#### EXTRACTED INFORMATION
***

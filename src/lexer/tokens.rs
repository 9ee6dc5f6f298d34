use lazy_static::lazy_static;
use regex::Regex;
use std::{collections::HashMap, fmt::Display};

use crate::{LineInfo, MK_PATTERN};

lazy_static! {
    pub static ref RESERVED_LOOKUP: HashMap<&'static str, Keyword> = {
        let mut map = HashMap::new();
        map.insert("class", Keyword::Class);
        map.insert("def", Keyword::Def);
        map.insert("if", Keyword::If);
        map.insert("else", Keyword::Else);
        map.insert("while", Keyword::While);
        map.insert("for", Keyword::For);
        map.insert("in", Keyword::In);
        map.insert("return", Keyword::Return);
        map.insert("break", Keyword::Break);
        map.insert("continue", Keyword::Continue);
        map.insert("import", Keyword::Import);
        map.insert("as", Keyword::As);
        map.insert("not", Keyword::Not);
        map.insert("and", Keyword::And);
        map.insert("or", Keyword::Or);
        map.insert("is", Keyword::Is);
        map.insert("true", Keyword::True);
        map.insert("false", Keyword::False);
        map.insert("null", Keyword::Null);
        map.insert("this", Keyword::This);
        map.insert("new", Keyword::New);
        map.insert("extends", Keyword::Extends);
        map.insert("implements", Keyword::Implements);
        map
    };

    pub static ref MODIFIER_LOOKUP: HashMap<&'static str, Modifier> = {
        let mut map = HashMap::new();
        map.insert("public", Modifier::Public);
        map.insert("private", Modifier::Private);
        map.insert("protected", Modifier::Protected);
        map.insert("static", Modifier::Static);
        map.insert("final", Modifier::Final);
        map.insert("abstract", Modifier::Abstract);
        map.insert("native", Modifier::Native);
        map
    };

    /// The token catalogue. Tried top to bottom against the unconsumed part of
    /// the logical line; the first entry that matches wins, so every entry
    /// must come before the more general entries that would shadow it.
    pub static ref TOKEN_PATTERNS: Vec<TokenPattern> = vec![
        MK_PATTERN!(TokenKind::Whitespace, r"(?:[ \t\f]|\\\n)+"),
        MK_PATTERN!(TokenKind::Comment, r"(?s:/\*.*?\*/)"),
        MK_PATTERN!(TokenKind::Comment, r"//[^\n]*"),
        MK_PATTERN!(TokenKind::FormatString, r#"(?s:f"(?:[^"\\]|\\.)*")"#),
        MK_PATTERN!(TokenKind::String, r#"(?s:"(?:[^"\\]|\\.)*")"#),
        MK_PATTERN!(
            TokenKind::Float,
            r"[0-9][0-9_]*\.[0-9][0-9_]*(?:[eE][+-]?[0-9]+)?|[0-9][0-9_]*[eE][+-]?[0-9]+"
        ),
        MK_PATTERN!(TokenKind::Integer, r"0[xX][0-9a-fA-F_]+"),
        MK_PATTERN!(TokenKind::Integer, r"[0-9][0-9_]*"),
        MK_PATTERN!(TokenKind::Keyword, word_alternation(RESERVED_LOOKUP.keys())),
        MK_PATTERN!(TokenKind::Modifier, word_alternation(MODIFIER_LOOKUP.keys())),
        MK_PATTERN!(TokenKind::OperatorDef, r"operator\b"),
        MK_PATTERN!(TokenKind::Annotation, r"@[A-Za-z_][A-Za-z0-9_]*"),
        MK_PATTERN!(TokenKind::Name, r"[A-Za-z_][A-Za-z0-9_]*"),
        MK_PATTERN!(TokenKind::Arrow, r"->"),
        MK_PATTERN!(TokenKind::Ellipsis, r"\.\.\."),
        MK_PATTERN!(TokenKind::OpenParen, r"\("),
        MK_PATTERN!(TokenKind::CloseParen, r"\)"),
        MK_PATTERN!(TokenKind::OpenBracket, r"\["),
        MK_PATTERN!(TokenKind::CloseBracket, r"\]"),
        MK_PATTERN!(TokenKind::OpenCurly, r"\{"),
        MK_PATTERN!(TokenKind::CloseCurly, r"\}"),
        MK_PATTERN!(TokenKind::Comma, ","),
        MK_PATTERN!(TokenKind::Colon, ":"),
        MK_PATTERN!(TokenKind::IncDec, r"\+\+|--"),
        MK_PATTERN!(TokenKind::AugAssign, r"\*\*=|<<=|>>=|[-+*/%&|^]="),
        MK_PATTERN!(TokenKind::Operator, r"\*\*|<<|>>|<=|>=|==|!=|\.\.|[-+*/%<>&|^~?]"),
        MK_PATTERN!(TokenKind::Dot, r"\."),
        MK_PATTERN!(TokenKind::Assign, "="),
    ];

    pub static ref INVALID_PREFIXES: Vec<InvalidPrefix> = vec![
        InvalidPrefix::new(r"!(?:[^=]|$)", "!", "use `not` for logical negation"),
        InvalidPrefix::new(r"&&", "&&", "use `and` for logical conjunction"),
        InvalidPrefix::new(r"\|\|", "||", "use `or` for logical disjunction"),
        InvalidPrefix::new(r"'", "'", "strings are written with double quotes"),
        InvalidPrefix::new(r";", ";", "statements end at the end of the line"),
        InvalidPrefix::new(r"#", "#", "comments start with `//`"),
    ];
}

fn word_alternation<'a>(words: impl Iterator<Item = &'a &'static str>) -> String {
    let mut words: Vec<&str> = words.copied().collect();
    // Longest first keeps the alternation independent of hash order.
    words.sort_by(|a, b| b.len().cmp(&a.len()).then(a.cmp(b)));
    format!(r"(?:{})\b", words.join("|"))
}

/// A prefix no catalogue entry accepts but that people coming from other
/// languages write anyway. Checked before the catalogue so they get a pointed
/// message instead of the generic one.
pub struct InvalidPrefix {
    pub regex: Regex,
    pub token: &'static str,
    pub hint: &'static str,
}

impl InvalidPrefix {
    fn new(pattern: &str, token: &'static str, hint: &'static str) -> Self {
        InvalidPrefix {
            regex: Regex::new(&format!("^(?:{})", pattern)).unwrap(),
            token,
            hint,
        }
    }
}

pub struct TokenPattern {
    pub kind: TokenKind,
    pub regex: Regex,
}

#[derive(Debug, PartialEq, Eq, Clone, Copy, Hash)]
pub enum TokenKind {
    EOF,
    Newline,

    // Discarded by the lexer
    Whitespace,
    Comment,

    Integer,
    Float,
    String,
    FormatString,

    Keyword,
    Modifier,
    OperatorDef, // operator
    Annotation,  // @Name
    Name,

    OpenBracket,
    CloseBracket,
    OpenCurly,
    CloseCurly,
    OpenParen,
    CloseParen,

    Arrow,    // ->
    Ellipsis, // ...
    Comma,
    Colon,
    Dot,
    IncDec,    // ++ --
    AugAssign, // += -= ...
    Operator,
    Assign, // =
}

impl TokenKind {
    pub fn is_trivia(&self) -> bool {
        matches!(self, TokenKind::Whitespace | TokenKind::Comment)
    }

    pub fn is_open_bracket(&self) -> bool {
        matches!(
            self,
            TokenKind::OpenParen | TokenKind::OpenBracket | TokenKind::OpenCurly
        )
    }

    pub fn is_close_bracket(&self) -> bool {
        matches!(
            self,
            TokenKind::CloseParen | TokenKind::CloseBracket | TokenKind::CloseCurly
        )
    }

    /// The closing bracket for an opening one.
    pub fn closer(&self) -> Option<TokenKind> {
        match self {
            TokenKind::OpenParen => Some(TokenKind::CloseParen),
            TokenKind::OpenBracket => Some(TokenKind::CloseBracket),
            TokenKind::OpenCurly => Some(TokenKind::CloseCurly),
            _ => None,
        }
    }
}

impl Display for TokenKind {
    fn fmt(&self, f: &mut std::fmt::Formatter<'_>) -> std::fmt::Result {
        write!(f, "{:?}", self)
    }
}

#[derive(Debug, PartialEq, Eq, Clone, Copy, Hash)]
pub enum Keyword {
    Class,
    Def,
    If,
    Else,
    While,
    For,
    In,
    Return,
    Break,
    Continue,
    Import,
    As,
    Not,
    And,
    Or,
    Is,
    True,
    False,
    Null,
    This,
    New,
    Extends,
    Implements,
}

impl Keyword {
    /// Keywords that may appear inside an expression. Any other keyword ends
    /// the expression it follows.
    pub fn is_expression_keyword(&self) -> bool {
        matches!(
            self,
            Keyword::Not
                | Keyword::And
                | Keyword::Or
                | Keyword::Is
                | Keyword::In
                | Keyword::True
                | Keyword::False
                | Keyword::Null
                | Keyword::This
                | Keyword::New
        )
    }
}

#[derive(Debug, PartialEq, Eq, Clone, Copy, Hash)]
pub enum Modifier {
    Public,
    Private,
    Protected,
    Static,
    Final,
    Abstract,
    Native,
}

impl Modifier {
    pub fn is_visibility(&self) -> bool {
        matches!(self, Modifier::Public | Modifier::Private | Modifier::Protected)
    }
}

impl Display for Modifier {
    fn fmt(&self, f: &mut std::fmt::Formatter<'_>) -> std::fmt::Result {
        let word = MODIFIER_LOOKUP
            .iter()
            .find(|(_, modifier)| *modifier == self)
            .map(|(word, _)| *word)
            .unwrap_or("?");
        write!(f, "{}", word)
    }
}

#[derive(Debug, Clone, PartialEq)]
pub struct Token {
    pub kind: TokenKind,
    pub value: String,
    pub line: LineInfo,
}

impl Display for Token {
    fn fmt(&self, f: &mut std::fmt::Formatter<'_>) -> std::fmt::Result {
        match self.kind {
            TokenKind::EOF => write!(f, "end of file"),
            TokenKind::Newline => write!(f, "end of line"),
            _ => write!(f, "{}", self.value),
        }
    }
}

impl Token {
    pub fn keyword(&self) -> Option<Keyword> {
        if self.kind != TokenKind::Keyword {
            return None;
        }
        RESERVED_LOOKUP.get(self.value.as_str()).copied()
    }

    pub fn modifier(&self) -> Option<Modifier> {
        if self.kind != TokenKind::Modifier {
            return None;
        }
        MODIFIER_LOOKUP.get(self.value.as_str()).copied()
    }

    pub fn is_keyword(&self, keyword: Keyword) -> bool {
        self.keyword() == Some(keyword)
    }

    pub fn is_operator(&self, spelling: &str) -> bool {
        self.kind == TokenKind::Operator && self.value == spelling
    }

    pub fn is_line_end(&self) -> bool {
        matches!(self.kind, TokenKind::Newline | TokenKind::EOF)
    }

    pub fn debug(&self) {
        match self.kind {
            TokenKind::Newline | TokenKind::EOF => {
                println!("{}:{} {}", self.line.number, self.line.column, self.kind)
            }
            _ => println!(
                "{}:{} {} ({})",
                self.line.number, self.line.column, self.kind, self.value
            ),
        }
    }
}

***

#### TASK ITEM
From the entries above, pull out each line that includes "bool".

#### OUTPUT OF THE TASK
    pub fn is_trivia(&self) -> bool {
    pub fn is_open_bracket(&self) -> bool {
    pub fn is_close_bracket(&self) -> bool {
    pub fn is_expression_keyword(&self) -> bool {
    pub fn is_visibility(&self) -> bool {
    pub fn is_keyword(&self, keyword: Keyword) -> bool {
    pub fn is_operator(&self, spelling: &str) -> bool {
    pub fn is_line_end(&self) -> bool {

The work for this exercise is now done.